On 2023-02-18 18:00:00 +0300, Alexander Lakhin wrote:
> 18.02.2023 04:06, Andres Freund wrote:
> > On 2023-02-18 13:27:04 +1300, Thomas Munro wrote:
> > How can a process that we did notify crashing, that has already executed
> > SQL statements, end up in MarkPostmasterChildActive()?
>
> Maybe it's just the backend started for the money test has got
> the same PID (5948) that the backend for the name test had?

I somehow mashed name and money into one test in my head... So forget what I
wrote.

That doesn't really explain the assertion though.

It's too bad that we didn't use doesn't include
log_connections/log_disconnections. If nothing else, it makes it a lot easier
to identify problems like that. We actually do try to configure it for CI, but
it currently doesn't work for pg_regress style tests with meson. Need to fix
that. Starting a thread.

One thing that made me very suspicious when reading related code is this
remark:

bool
ReleasePostmasterChildSlot(int slot)
...
/*
* Note: the slot state might already be unused, because the logic in
* postmaster.c is such that this might get called twice when a child
* crashes. So we don't try to Assert anything about the state.
*/

That seems fragile, and potentially racy.
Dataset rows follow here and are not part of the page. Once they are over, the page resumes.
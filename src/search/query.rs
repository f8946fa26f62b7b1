//! Hybrid query construction.
//!
//! The filter expression is an opaque predicate string as far as the
//! engine is concerned; internally it is always built through
//! [`IndustryFilter`] so values containing quotes cannot break out of
//! the predicate.

use serde_json::{json, Value};

use crate::embedding::EmbeddingVector;

/// Fields requested back from the engine at query time.
pub const SELECT_FIELDS: &str =
    "id,title,description,industry_id,industry_name,hierarchy_level,search_keywords";

/// Typed builder for the single equality predicate the matcher uses.
#[derive(Debug, Clone)]
pub struct IndustryFilter {
    industry_name: String,
}

impl IndustryFilter {
    pub fn equals(industry_name: impl Into<String>) -> Self {
        Self {
            industry_name: industry_name.into(),
        }
    }

    /// Render the predicate, doubling single quotes in the value.
    pub fn to_expression(&self) -> String {
        let escaped = self.industry_name.replace('\'', "''");
        format!("industry_name eq '{escaped}'")
    }
}

/// A fully-specified hybrid (text + vector + optional filter) query.
#[derive(Debug, Clone)]
pub struct HybridQuery {
    pub text: String,
    pub vector: EmbeddingVector,
    pub top: usize,
    pub filter: Option<String>,
}

impl HybridQuery {
    pub fn new(text: impl Into<String>, vector: EmbeddingVector, top: usize) -> Self {
        Self {
            text: text.into(),
            vector,
            top,
            filter: None,
        }
    }

    pub fn with_filter(mut self, filter: &IndustryFilter) -> Self {
        self.filter = Some(filter.to_expression());
        self
    }

    /// Pass an already-rendered predicate through verbatim.
    pub fn with_filter_expression(mut self, expression: impl Into<String>) -> Self {
        self.filter = Some(expression.into());
        self
    }

    /// Render the engine request body.
    pub fn to_body(&self) -> Value {
        let mut body = json!({
            "search": self.text,
            "top": self.top,
            "select": SELECT_FIELDS,
            "queryType": "semantic",
            "vectorQueries": [{
                "kind": "vector",
                "vector": self.vector.as_slice(),
                "fields": "embedding_vector",
                "k": self.top,
            }],
        });
        if let Some(filter) = &self.filter {
            body["filter"] = Value::String(filter.clone());
        }
        body
    }
}

#[cfg(test)]
mod tests {
    use super::*;
    use crate::embedding::{EmbeddingProvider, HashEmbedder};

    fn vector() -> EmbeddingVector {
        HashEmbedder::default().embed("query").unwrap()
    }

    #[test]
    fn filter_renders_equality_predicate() {
        let filter = IndustryFilter::equals("Finance");
        assert_eq!(filter.to_expression(), "industry_name eq 'Finance'");
    }

    #[test]
    fn filter_escapes_single_quotes() {
        let filter = IndustryFilter::equals("O'Brien & Sons");
        assert_eq!(filter.to_expression(), "industry_name eq 'O''Brien & Sons'");
    }

    #[test]
    fn body_includes_text_and_vector_legs() {
        let query = HybridQuery::new("financial analyst", vector(), 15);
        let body = query.to_body();
        assert_eq!(body["search"], "financial analyst");
        assert_eq!(body["top"], 15);
        assert_eq!(body["vectorQueries"][0]["k"], 15);
        assert_eq!(body["vectorQueries"][0]["fields"], "embedding_vector");
        assert_eq!(body["vectorQueries"][0]["vector"].as_array().unwrap().len(), 1536);
        assert!(body.get("filter").is_none());
    }

    #[test]
    fn body_carries_filter_when_present() {
        let query = HybridQuery::new("analyst", vector(), 9)
            .with_filter(&IndustryFilter::equals("Finance"));
        let body = query.to_body();
        assert_eq!(body["filter"], "industry_name eq 'Finance'");
    }
}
What if we somehow can end up
starting another backend inbetween the two ReleasePostmasterChildSlot() calls,
we can end up marking a slot that, newly, has a process associated with it, as
inactive? Once the slot has been released the first time, it can be assigned
again.

ISTM that it's not a good idea that we use PM_CHILD_ASSIGNED to signal both,
that a slot has not been used yet, and that it's not in use anymore. I think
that makes it quite a bit harder to find state management issues.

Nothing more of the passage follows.